Although it is not clear how he got so deeply into debt, Phineas’s financial meltdown seems to have started around 1793, about the same time as his wife died. He mortgaged the farm to the Union Bank for $500. A year later, three creditors took him to court for debts totaling about 44 pounds and he was forced to give each of them several acres of the farm as repayment.

In 1795, ten additional creditors to whom he owed a total of $650, including substantial court costs, assessors’ fees and inflated travel expenses, won similar judgments. To repay them, Phineas lost another 62 acres of farmland, the barn and half his house. If he had not been able to pay off his debts this way, the court had commanded the sheriff to “take the body of said Bagg and him commit into our gaol” until his creditors were satisfied. 

Phineas Bagg in his later years, a tavern-keeper in Montreal Some time between 1795 and 1797, Phineas gave up.
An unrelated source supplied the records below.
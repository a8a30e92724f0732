use serde::{Deserialize, Serialize};
use thiserror::Error;

use crate::types::BackendKind;

#[derive(Debug, Error)]
pub enum CanvasError {
    // Graph errors
    #[error("Invalid edge {from} -> {to}: {reason}")]
    InvalidEdge {
        from: String,
        to: String,
        reason: String,
    },

    #[error("Node already exists: {0}")]
    DuplicateNode(String),

    #[error("Node not found: {0}")]
    NodeNotFound(String),

    #[error("Graph not found: {0}")]
    GraphNotFound(String),

    #[error("Graph contains cycles and cannot be executed sequentially: {}", format_cycles(.cycles))]
    CyclePresent { cycles: Vec<Vec<String>> },

    // Orchestration errors
    #[error("A workflow run is already active: {run_id}")]
    Concurrency { run_id: String },

    #[error("Workflow run {run_id} exceeded its {timeout_secs}s time budget")]
    Timeout { run_id: String, timeout_secs: u64 },

    // Backend errors
    #[error("{backend} request failed: {message}")]
    Backend {
        backend: BackendKind,
        message: String,
    },

    #[error("No response or unexpected format from {backend}")]
    Format { backend: BackendKind },

    #[error("{backend} stream error: {message}")]
    StreamProtocol {
        backend: BackendKind,
        message: String,
    },

    #[error("{0} does not support streaming")]
    StreamingUnsupported(BackendKind),

    // Config errors
    #[error("Config error: {0}")]
    Config(String),

    #[error("Config file not found: {0}")]
    ConfigNotFound(String),

    #[error("Internal error: {0}")]
    Internal(String),

    // I/O errors
    #[error("I/O error: {0}")]
    Io(#[from] std::io::Error),

    // JSON errors
    #[error("JSON error: {0}")]
    Json(#[from] serde_json::Error),
}

pub type Result<T> = std::result::Result<T, CanvasError>;

fn format_cycles(cycles: &[Vec<String>]) -> String {
    cycles
        .iter()
        .map(|c| c.join(" -> "))
        .collect::<Vec<_>>()
        .join("; ")
}

impl CanvasError {
    /// Convert a node-scoped error into the failure recorded for that node.
    ///
    /// Returns `None` for run-level errors, which abort the whole run instead.
    pub fn node_failure(&self) -> Option<NodeFailure> {
        let kind = match self {
            Self::Backend { .. } | Self::StreamingUnsupported(_) => FailureKind::Backend,
            Self::Format { .. } => FailureKind::Format,
            Self::StreamProtocol { .. } => FailureKind::StreamProtocol,
            _ => return None,
        };
        Some(NodeFailure {
            kind,
            message: self.to_string(),
        })
    }

    /// Whether retrying the same call could plausibly succeed.
    pub fn is_retryable(&self) -> bool {
        matches!(self, Self::Backend { .. })
    }
}

/// Category of a per-node failure.
#[derive(Debug, Clone, Copy, Serialize, Deserialize, PartialEq, Eq)]
#[serde(rename_all = "snake_case")]
pub enum FailureKind {
    Backend,
    Format,
    StreamProtocol,
}

/// A node-level failure captured into the run's result map.
#[derive(Debug, Clone, Serialize, Deserialize, PartialEq)]
pub struct NodeFailure {
    pub kind: FailureKind,
    pub message: String,
}

impl std::fmt::Display for NodeFailure {
    fn fmt(&self, f: &mut std::fmt::Formatter<'_>) -> std::fmt::Result {
        write!(f, "{}", self.message)
    }
}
He and the children and Ruth Langworthy, a young woman with whom he later had a child, headed north along the Indian trails and military roads toward Lake Champlain and Lower Canada to start a new life.

Notes: I researched most of this article during a trip to the New England Historical Genealogy Society (NEHGS) in Boston a few years ago, scanning the microfilms of land records. Most of the BMD records for colonial Massachusetts are on the NEHGS website, www.americanancestors.org. Since then, these early New England land records have become available on www.familysearch.org, and the Massachusetts Town and Vital Records are now on Ancestry.